A high-placed civil servant whom Mustafa recognized stood outside a pair of large double doors inside a building in the Citadel.
Mustafa knew what lay beyond them. In there was the hearing room in which he had tried to explain nuclear weapons to the contemptuous
Light of Islam mullahs.

The civil servant nodded to Mustafa’s military escort and they marched back along the corridor.

The government man paused before he turned the handle of one door and murmured, “Be careful.”

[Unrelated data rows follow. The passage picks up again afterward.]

//! Plugin registry and dependency resolution
//!
//! The registry owns every registered [`Plugin`] and runs the depth-first
//! initialization pass. It is a plain synchronous structure; the controller
//! wraps it in a lock and drives it from the host-ready signal.

use std::collections::HashMap;
use std::panic::{catch_unwind, AssertUnwindSafe};
use std::sync::Arc;

use lectern_config::DuplicatePolicy;

use crate::api::PluginApiFactory;
use crate::core::{Plugin, PluginHandle};
use crate::diagnostics::{Diagnostic, DiagnosticSink, TracingSink};
use crate::error::{PluginError, PluginResult};
use crate::types::{PluginInfo, PluginStatus, RegistryStats};

/// Outcome of registering a plugin
#[derive(Debug, Clone, Copy, PartialEq, Eq)]
pub enum Registration {
    Added,
    Replaced,
}

/// Registry of plugins keyed by name
pub struct PluginRegistry {
    /// Registered plugins
    plugins: HashMap<String, Plugin>,
    /// Registration order, used for the bulk pass
    order: Vec<String>,
    /// Name collision policy
    policy: DuplicatePolicy,
    /// Diagnostics destination
    sink: Arc<dyn DiagnosticSink>,
    /// Registry statistics
    stats: RegistryStats,
}

impl Default for PluginRegistry {
    fn default() -> Self {
        Self::new(DuplicatePolicy::default(), Arc::new(TracingSink))
    }
}

impl PluginRegistry {
    pub fn new(policy: DuplicatePolicy, sink: Arc<dyn DiagnosticSink>) -> Self {
        Self {
            plugins: HashMap::new(),
            order: Vec::new(),
            policy,
            sink,
            stats: RegistryStats::default(),
        }
    }

    /// Register a plugin
    ///
    /// With [`DuplicatePolicy::Replace`] a plugin registered under an existing
    /// name replaces the previous entry, keeping its position in the
    /// iteration order.
    pub fn register(&mut self, plugin: Plugin) -> PluginResult<Registration> {
        let name = plugin.name().to_string();

        if name.is_empty() {
            return Err(PluginError::generic("Plugin name cannot be empty"));
        }

        let registration = if self.plugins.contains_key(&name) {
            if self.policy == DuplicatePolicy::Reject {
                return Err(PluginError::DuplicateName { name });
            }
            let previous = self.plugins.get(&name).map(|p| p.state().status());
            if let Some(status) = previous {
                self.forget_outcome(status);
            }
            self.stats.replaced_registrations += 1;
            tracing::warn!(
                target: "plugin_registry",
                plugin = %name,
                "Plugin registered again, replacing previous entry"
            );
            Registration::Replaced
        } else {
            self.order.push(name.clone());
            self.stats.total_plugins += 1;
            Registration::Added
        };

        tracing::info!(
            target: "plugin_registry",
            plugin = %name,
            dependencies = ?plugin.dependencies(),
            "Plugin registered"
        );

        self.plugins.insert(name, plugin);
        Ok(registration)
    }

    pub fn contains(&self, name: &str) -> bool {
        self.plugins.contains_key(name)
    }

    pub fn len(&self) -> usize {
        self.plugins.len()
    }

    pub fn is_empty(&self) -> bool {
        self.plugins.is_empty()
    }

    /// Registered names in iteration order
    pub fn names(&self) -> &[String] {
        &self.order
    }

    pub fn get_plugin_info(&self, name: &str) -> Option<PluginInfo> {
        self.plugins.get(name).map(Plugin::info)
    }

    /// All plugins in iteration order
    pub fn list_plugins(&self) -> Vec<PluginInfo> {
        self.order
            .iter()
            .filter_map(|name| self.get_plugin_info(name))
            .collect()
    }

    pub fn list_plugins_by_status(&self, status: PluginStatus) -> Vec<PluginInfo> {
        self.list_plugins()
            .into_iter()
            .filter(|info| info.status == status)
            .collect()
    }

    pub fn is_supported(&self, name: &str) -> bool {
        self.plugins.get(name).is_some_and(Plugin::is_supported)
    }

    /// Get plugin dependencies
    pub fn get_dependencies(&self, name: &str) -> Vec<String> {
        self.plugins
            .get(name)
            .map(|plugin| plugin.dependencies().to_vec())
            .unwrap_or_default()
    }

    /// Get plugins that depend on the given plugin, in iteration order
    pub fn get_dependents(&self, name: &str) -> Vec<String> {
        self.order
            .iter()
            .filter(|candidate| {
                self.plugins
                    .get(candidate.as_str())
                    .is_some_and(|plugin| plugin.dependencies().iter().any(|d| d == name))
            })
            .cloned()
            .collect()
    }

    pub fn get_stats(&self) -> RegistryStats {
        self.stats.clone()
    }

    pub fn sink(&self) -> &Arc<dyn DiagnosticSink> {
        &self.sink
    }

    /// Initialize every registered plugin in iteration order
    ///
    /// A failure is contained to the plugin whose dependency chain produced
    /// it; the pass always visits every plugin. Returns the failures that
    /// happened during this pass.
    pub fn init_all(&mut self, factory: &mut PluginApiFactory<'_>) -> Vec<PluginError> {
        let names = self.order.clone();
        let mut failures = Vec::new();

        for name in &names {
            let mut resolving = Vec::new();
            if let Err(error) = self.resolve(name, factory, &mut resolving) {
                tracing::debug!(
                    target: "plugin_registry",
                    plugin = %name,
                    error = %error,
                    "Plugin not initialized"
                );
                failures.push(error);
            }
        }

        failures
    }

    /// Initialize one plugin, its dependencies first
    ///
    /// Returns immediately for a plugin that was already attempted; the
    /// caller reads `is_supported` to learn how that attempt went.
    pub fn init_plugin(&mut self, name: &str, factory: &mut PluginApiFactory<'_>) -> PluginResult<()> {
        if !self.plugins.contains_key(name) {
            return Err(PluginError::PluginNotFound {
                name: name.to_string(),
            });
        }
        let mut resolving = Vec::new();
        self.resolve(name, factory, &mut resolving)
    }

    /// Depth-first, pre-order resolution with a "currently resolving" chain
    fn resolve(
        &mut self,
        name: &str,
        factory: &mut PluginApiFactory<'_>,
        resolving: &mut Vec<String>,
    ) -> PluginResult<()> {
        let plugin = self
            .plugins
            .get(name)
            .ok_or_else(|| PluginError::PluginNotFound {
                name: name.to_string(),
            })?;

        if plugin.is_initialized() {
            return Ok(());
        }

        if let Some(start) = resolving.iter().position(|entry| entry == name) {
            let chain = resolving[start..]
                .iter()
                .map(String::as_str)
                .chain(std::iter::once(name))
                .collect::<Vec<_>>()
                .join(" -> ");
            return Err(PluginError::CyclicDependency {
                name: name.to_string(),
                chain,
            });
        }

        let dependencies = plugin.dependencies().to_vec();

        resolving.push(name.to_string());
        let resolved = self.resolve_dependencies(name, &dependencies, factory, resolving);
        resolving.pop();

        if let Err(error) = resolved {
            if error.is_dependency_error() {
                self.stats.dependency_failures += 1;
            }
            return Err(self.record_failure(name, error));
        }

        self.run_initializer(name, factory)
    }

    fn resolve_dependencies(
        &mut self,
        name: &str,
        dependencies: &[String],
        factory: &mut PluginApiFactory<'_>,
        resolving: &mut Vec<String>,
    ) -> PluginResult<()> {
        for dependency in dependencies {
            if !self.plugins.contains_key(dependency) {
                return Err(PluginError::DependencyNotFound {
                    name: name.to_string(),
                    dependency: dependency.clone(),
                });
            }

            // Only plugins on the loop itself report the cycle; anything
            // depending on a member sees it as an unsupported dependency
            if let Err(PluginError::CyclicDependency { chain, .. }) =
                self.resolve(dependency, factory, resolving)
            {
                if on_cycle(name, &chain) {
                    return Err(PluginError::CyclicDependency {
                        name: name.to_string(),
                        chain,
                    });
                }
            }

            if !self.is_supported(dependency) {
                return Err(PluginError::DependencyUnsupported {
                    name: name.to_string(),
                    dependency: dependency.clone(),
                });
            }
        }

        Ok(())
    }

    fn run_initializer(&mut self, name: &str, factory: &mut PluginApiFactory<'_>) -> PluginResult<()> {
        let plugin = self
            .plugins
            .get_mut(name)
            .ok_or_else(|| PluginError::PluginNotFound {
                name: name.to_string(),
            })?;

        // Marked before running so re-entry never invokes the initializer twice
        plugin.state.begin();

        let Some(initializer) = plugin.take_initializer() else {
            return Err(self.record_failure(
                name,
                PluginError::initializer_failed(name, "initializer already consumed"),
            ));
        };

        self.stats.initializer_runs += 1;

        let outcome = {
            let mut handle = PluginHandle::new(name, self.sink.as_ref());
            let mut api = factory.create(name);
            let returned = catch_unwind(AssertUnwindSafe(|| initializer(&mut handle, &mut api)));
            let flagged = handle.into_failure();

            match (returned, flagged) {
                (Ok(Ok(())), None) => Ok(()),
                (_, Some(failure)) => Err(failure),
                (Ok(Err(PluginError::InitializerFailed { reason, .. })), None) => {
                    Err(PluginError::initializer_failed(name, reason))
                }
                (Ok(Err(error)), None) => Err(PluginError::initializer_failed(name, error.to_string())),
                (Err(payload), None) => Err(PluginError::initializer_failed(
                    name,
                    format!("initializer panicked: {}", panic_message(payload.as_ref())),
                )),
            }
        };

        match outcome {
            Ok(()) => {
                if let Some(plugin) = self.plugins.get_mut(name) {
                    plugin.state.succeed();
                }
                self.stats.supported_plugins += 1;
                tracing::info!(
                    target: "plugin_registry",
                    plugin = %name,
                    "Plugin initialized"
                );
                Ok(())
            }
            Err(error) => Err(self.record_failure(name, error)),
        }
    }

    /// Store the failure on the plugin, report it, and hand it back
    fn record_failure(&mut self, name: &str, error: PluginError) -> PluginError {
        if let Some(plugin) = self.plugins.get_mut(name) {
            plugin.state.fail(error.clone());
        }
        self.stats.failed_plugins += 1;
        self.sink
            .emit(Diagnostic::failure(Some(name), error.to_string()));
        error
    }

    fn forget_outcome(&mut self, status: PluginStatus) {
        match status {
            PluginStatus::Supported => {
                self.stats.supported_plugins = self.stats.supported_plugins.saturating_sub(1)
            }
            PluginStatus::Failed => {
                self.stats.failed_plugins = self.stats.failed_plugins.saturating_sub(1)
            }
            PluginStatus::Registered => {}
        }
    }
}

/// Whether `name` is one of the plugins in a `a -> b -> a` cycle chain
fn on_cycle(name: &str, chain: &str) -> bool {
    chain.split(" -> ").any(|member| member == name)
}

fn panic_message(payload: &(dyn std::any::Any + Send)) -> String {
    if let Some(message) = payload.downcast_ref::<&str>() {
        (*message).to_string()
    } else if let Some(message) = payload.downcast_ref::<String>() {
        message.clone()
    } else {
        "unknown panic".to_string()
    }
}
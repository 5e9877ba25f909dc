//! Domain-specific configuration modules

pub mod logging;
pub mod plugins;
pub mod utils;

use crate::error::ConfigResult;
use crate::validation::Validatable;
use serde::{Deserialize, Serialize};

/// Main lectern configuration combining all domains
#[derive(Debug, Clone, Serialize, Deserialize, Default, PartialEq)]
#[serde(default)]
pub struct LecternConfig {
    /// Logging configuration
    #[serde(default)]
    pub logging: logging::LoggingConfig,

    /// Plugin controller configuration
    #[serde(default)]
    pub plugins: plugins::PluginsConfig,
}

impl LecternConfig {
    /// Validate all domain configurations
    pub fn validate_all(&self) -> ConfigResult<()> {
        self.logging.validate()?;
        self.plugins.validate()?;
        Ok(())
    }

    /// Generate a sample configuration file
    pub fn generate_sample() -> String {
        let config = LecternConfig::default();
        serde_yaml::to_string(&config)
            .unwrap_or_else(|_| "# Failed to generate sample config".to_string())
    }
}
//! Bundled plugin implementations

pub mod annotations;
pub mod footnotes;

pub use annotations::{Annotation, AnnotationStore};
pub use footnotes::{Footnote, FootnoteIndex};

use lectern_plugin::{PluginResult, PluginsController};

/// Register every bundled plugin, dependencies first
pub async fn register_bundled(controller: &PluginsController) -> PluginResult<()> {
    footnotes::register(controller).await?;
    annotations::register(controller).await?;

    tracing::debug!(target: "plugin", "Bundled plugins registered");
    Ok(())
}
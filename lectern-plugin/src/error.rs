//! Plugin system error types

use thiserror::Error;

/// Plugin system result type
pub type PluginResult<T> = Result<T, PluginError>;

/// Plugin system errors
///
/// Errors are `Clone` because the registry keeps the failure that ended each
/// plugin's initialization alongside its state.
#[derive(Error, Debug, Clone, PartialEq, Eq)]
pub enum PluginError {
    /// The host already carries a plugin namespace
    #[error("Plugins already initialized on this reader")]
    AlreadyInitialized,

    /// No host has been attached yet
    #[error("Reader host is not ready")]
    HostNotReady,

    /// Plugin not found
    #[error("Plugin '{name}' not found")]
    PluginNotFound { name: String },

    /// Name already registered while duplicates are rejected
    #[error("Plugin '{name}' already exists")]
    DuplicateName { name: String },

    /// A declared dependency is not registered
    #[error("Plugin '{name}': required plugin '{dependency}' not found")]
    DependencyNotFound { name: String, dependency: String },

    /// A declared dependency did not initialize successfully
    #[error("Plugin '{name}': required plugin '{dependency}' not supported")]
    DependencyUnsupported { name: String, dependency: String },

    /// The plugin sits on a dependency cycle
    #[error("Plugin '{name}' is part of a dependency cycle: {chain}")]
    CyclicDependency { name: String, chain: String },

    /// The initializer returned an error, called `fail` or panicked
    #[error("Plugin '{name}' failed to load: {reason}")]
    InitializerFailed { name: String, reason: String },

    /// Error built by a plugin through its handle
    #[error("Error in {name} Plugin: {message}")]
    Plugin { name: String, message: String },

    /// Generic error
    #[error("Plugin system error: {0}")]
    Generic(String),
}

impl PluginError {
    /// Create a new generic plugin error
    pub fn generic(message: impl Into<String>) -> Self {
        Self::Generic(message.into())
    }

    /// Create a new initializer failure
    pub fn initializer_failed(name: impl Into<String>, reason: impl Into<String>) -> Self {
        Self::InitializerFailed {
            name: name.into(),
            reason: reason.into(),
        }
    }

    /// Whether this error is a dependency cycle report
    pub fn is_cycle(&self) -> bool {
        matches!(self, Self::CyclicDependency { .. })
    }

    /// Whether this error came from resolving dependencies rather than running the initializer
    pub fn is_dependency_error(&self) -> bool {
        matches!(
            self,
            Self::DependencyNotFound { .. }
                | Self::DependencyUnsupported { .. }
                | Self::CyclicDependency { .. }
        )
    }
}
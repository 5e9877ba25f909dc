//! Plugin state and snapshot types

use chrono::{DateTime, Utc};
use serde::{Deserialize, Serialize};
use std::fmt;

use crate::error::PluginError;

/// Plugin status derived from the lifecycle flags
#[derive(Debug, Clone, Copy, PartialEq, Eq, Hash, Serialize, Deserialize)]
#[serde(rename_all = "lowercase")]
pub enum PluginStatus {
    /// Registered, initialization not attempted yet
    Registered,
    /// Initializer completed and every dependency is supported
    Supported,
    /// Initialization was attempted and failed
    Failed,
}

impl fmt::Display for PluginStatus {
    fn fmt(&self, f: &mut fmt::Formatter<'_>) -> fmt::Result {
        match self {
            Self::Registered => write!(f, "registered"),
            Self::Supported => write!(f, "supported"),
            Self::Failed => write!(f, "failed"),
        }
    }
}

/// Lifecycle flags of a registered plugin
///
/// `supported` implies `initialized`; once `initialized` is set it never
/// goes back to false.
#[derive(Debug, Clone, Default)]
pub struct PluginState {
    pub initialized: bool,
    pub supported: bool,
    pub error: Option<PluginError>,
    pub initialized_at: Option<DateTime<Utc>>,
}

impl PluginState {
    pub fn status(&self) -> PluginStatus {
        match (self.initialized, self.supported) {
            (false, _) => PluginStatus::Registered,
            (true, true) => PluginStatus::Supported,
            (true, false) => PluginStatus::Failed,
        }
    }

    /// Mark the initialization attempt as started
    pub(crate) fn begin(&mut self) {
        self.initialized = true;
        self.supported = false;
        self.initialized_at = Some(Utc::now());
    }

    pub(crate) fn succeed(&mut self) {
        self.initialized = true;
        self.supported = true;
        self.error = None;
    }

    pub(crate) fn fail(&mut self, error: PluginError) {
        if self.initialized_at.is_none() {
            self.initialized_at = Some(Utc::now());
        }
        self.initialized = true;
        self.supported = false;
        self.error = Some(error);
    }
}

/// Plugin information exposed to the host
#[derive(Debug, Clone, Serialize, Deserialize)]
pub struct PluginInfo {
    pub name: String,
    pub dependencies: Vec<String>,
    pub initialized: bool,
    pub supported: bool,
    pub status: PluginStatus,
    /// Failure message when `status` is `Failed`
    pub error: Option<String>,
    pub registered_at: DateTime<Utc>,
    pub initialized_at: Option<DateTime<Utc>>,
}

/// Registry statistics
#[derive(Debug, Clone, Default, PartialEq, Eq, Serialize, Deserialize)]
pub struct RegistryStats {
    /// Number of registered plugins
    pub total_plugins: usize,
    /// Number of plugins whose initialization succeeded
    pub supported_plugins: usize,
    /// Number of plugins whose initialization failed
    pub failed_plugins: usize,
    /// Failures caused by a missing, unsupported or cyclic dependency
    pub dependency_failures: u64,
    /// Number of initializer invocations
    pub initializer_runs: u64,
    /// Registrations that replaced an existing entry
    pub replaced_registrations: u64,
}

/// Summary of one host-ready pass
#[derive(Debug, Clone, PartialEq, Eq, Serialize, Deserialize)]
pub struct InitReport {
    pub pass_id: uuid::Uuid,
    pub attempted: usize,
    pub supported: usize,
    pub failed: usize,
}

#[cfg(test)]
mod tests {
    use super::*;

    #[test]
    fn test_status_from_flags() {
        let mut state = PluginState::default();
        assert_eq!(state.status(), PluginStatus::Registered);

        state.begin();
        assert_eq!(state.status(), PluginStatus::Failed);
        assert!(state.initialized_at.is_some());

        state.succeed();
        assert_eq!(state.status(), PluginStatus::Supported);
    }

    #[test]
    fn test_failure_keeps_error() {
        let mut state = PluginState::default();
        state.fail(PluginError::initializer_failed("a", "boom"));

        assert!(state.initialized);
        assert!(!state.supported);
        assert!(state.initialized_at.is_some());
        assert_eq!(
            state.error.as_ref().map(|e| e.to_string()).as_deref(),
            Some("Plugin 'a' failed to load: boom")
        );
    }

    #[test]
    fn test_plugin_status_display() {
        assert_eq!(PluginStatus::Supported.to_string(), "supported");
        assert_eq!(PluginStatus::Failed.to_string(), "failed");
    }
}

Mustafa nodded gratefully and went in.

To his relief, he was not facing a row of fierce,
bearded mullahs. Only a few were present. Ahmed Hasan sat at the opposite side of the long table. A number of uniformed military
men Stood in a row in front of him, with several paces between each of them, as if they were each trying to disassociate themselves
from the others.

Mustafa joined them, making sure not to get too close to them, but deriving a certain comfort, all the same, in not being
out there all by himself in front of Ahmed Hasan.

The president did not acknowledge Bakkush’s presence. He went on shouting at one of the military men.

“Tell me how—
how
—nine Zionist planes, one F-15 and eight F-16s, could reach that location deep in our air space without alerting our air defenses?”

“They fooled the radar, sir, by flying in tight formation so they looked like a large commercial airliner on the screens.
When challenged, one pilot identified himself as a Saudi Arabian Airlines Boeing 747 en route from Riyadh to New York. The
radar image was on the correct flight path and moving at the right speed, and the call numbers and identification data checked
out. There was no air or ground visual contact reported to contradict what seemed to the radar operators to be a routine flight.
I can’t fault them. They followed procedure. We have a weakness in our system.”